Earlier this year, McCain made a surprise visit to this border region to lend support to Syrian rebels.
FSA rebels have controlled Azaz and the Syrian side of the Oncupinar-Bab el Salama border crossing with Turkey since seizing the town from the government of President Bashar al-Assad last year.
ISIS militants attacked the Syrian rebels and drove them out of Azaz after the rebels refused to hand over a German doctor that the al Qaeda-linked group accused of being a Western spy.The deadly power play by ISIS left at least one prominent Syrian opposition activist from Azaz dead. The militant group also detained dozens of other anti-Assad fighters and activists, some of whom still remain in ISIS custody.
ISIS’ ranks are bolstered by foreign jihadi militants from North Africa, the Caucasus and Iraq.
The group was denounced by the Syrian National Coalition, a Western-backed opposition group that operates largely in exile.
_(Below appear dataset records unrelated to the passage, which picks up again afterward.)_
use std::{
    sync::{Arc, OnceLock},
    time::{Duration, Instant},
};

use crossbeam_channel::{RecvTimeoutError, bounded};

use crate::{error::SensorError, signal::StopSignal, types::Trigger, worker::WorkerSet};

const REPORT_POLL: Duration = Duration::from_millis(100);

/// A long-running blocking detector loop.
///
/// Implementations poll `stop` between sensor reads and return `Ok(false)` once
/// it is set, discarding whatever read was in flight. `Ok(true)` means the
/// detector's event happened.
pub trait Detector: Send + 'static {
    fn run(&mut self, stop: &StopSignal) -> Result<bool, SensorError>;
}

/// First-writer-wins record of which detector fired.
#[derive(Debug, Default)]
pub struct WinnerSlot {
    cell: OnceLock<(Trigger, Instant)>,
}

impl WinnerSlot {
    pub fn new() -> Self {
        Self::default()
    }

    /// Returns `true` only for the call that actually recorded the winner.
    pub fn claim(&self, trigger: Trigger) -> bool {
        self.cell.set((trigger, Instant::now())).is_ok()
    }

    pub fn get(&self) -> Option<(Trigger, Instant)> {
        self.cell.get().copied()
    }
}

#[derive(Debug)]
pub struct RaceOutcome {
    pub winner: Option<Trigger>,
    pub at: Instant,
    pub failures: Vec<(Trigger, SensorError)>,
    /// Detectors that fired after the winner was already recorded.
    pub late_fires: Vec<Trigger>,
}

struct DetectorReport {
    trigger: Trigger,
    result: Result<bool, SensorError>,
    won: bool,
}

#[derive(Clone, Debug)]
pub struct DetectorRace {
    join_grace: Duration,
}

impl Default for DetectorRace {
    fn default() -> Self {
        Self {
            join_grace: Duration::from_secs(1),
        }
    }
}

impl DetectorRace {
    pub fn new(join_grace: Duration) -> Self {
        Self { join_grace }
    }

    /// Runs both detectors until one fires (or both give up) and reports the
    /// winner. Open-ended: there is no race timeout.
    pub fn run(&self, wake: Box<dyn Detector>, fall: Box<dyn Detector>) -> RaceOutcome {
        let stop = StopSignal::new();
        let slot = Arc::new(WinnerSlot::new());
        let (report_tx, report_rx) = bounded::<DetectorReport>(2);
        let mut workers = WorkerSet::new();

        for (trigger, mut detector) in [(Trigger::Wake, wake), (Trigger::Fall, fall)] {
            let stop = stop.clone();
            let slot = slot.clone();
            let report_tx = report_tx.clone();
            let name = match trigger {
                Trigger::Wake => "wake-detector",
                Trigger::Fall => "fall-detector",
            };

            workers.spawn(name, move || {
                let result = detector.run(&stop);
                let mut won = false;
                if matches!(result, Ok(true)) {
                    won = slot.claim(trigger);
                    if won {
                        log::info!("{trigger} detector won the race");
                    } else {
                        log::debug!("{trigger} detector fired after the race was decided");
                    }
                    stop.stop();
                }
                let _ = report_tx.send(DetectorReport {
                    trigger,
                    result,
                    won,
                });
            });
        }
        drop(report_tx);

        let mut pending = workers.len();
        let mut failures = Vec::new();
        let mut late_fires = Vec::new();
        while pending > 0 && !stop.is_stopped() {
            match report_rx.recv_timeout(REPORT_POLL) {
                Ok(report) => {
                    pending -= 1;
                    if let Err(err) = &report.result {
                        log::error!("{} detector stopped: {err}", report.trigger);
                    }
                    tally(report, &mut failures, &mut late_fires);
                }
                Err(RecvTimeoutError::Timeout) => {}
                Err(RecvTimeoutError::Disconnected) => break,
            }
        }

        stop.stop();
        let abandoned = workers.join_within(self.join_grace);
        if !abandoned.is_empty() {
            log::warn!("race left {} detector(s) running: {abandoned:?}", abandoned.len());
        }

        // Collect reports that arrived during the grace period too.
        while let Ok(report) = report_rx.try_recv() {
            tally(report, &mut failures, &mut late_fires);
        }

        let (winner, at) = match slot.get() {
            Some((winner, at)) => (Some(winner), at),
            None => (None, Instant::now()),
        };
        RaceOutcome {
            winner,
            at,
            failures,
            late_fires,
        }
    }
}

fn tally(
    report: DetectorReport,
    failures: &mut Vec<(Trigger, SensorError)>,
    late_fires: &mut Vec<Trigger>,
) {
    match report.result {
        Ok(true) if !report.won => late_fires.push(report.trigger),
        Ok(_) => {}
        Err(err) => failures.push((report.trigger, err)),
    }
}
“ISIS no longer fights the Assad regime,” the coalition declared in a statement published Friday. “Rather it is strengthening its positions in liberated areas at the expense of the civilians. ISIS is inflicting on the people the same suppression of the Baath Party and the Assad regime.”
But it is unclear how much the coalition can dictate events on the ground inside Syria, where the north of the country is controlled by an assortment of rebel factions that often compete for weapons, territory and financial resources.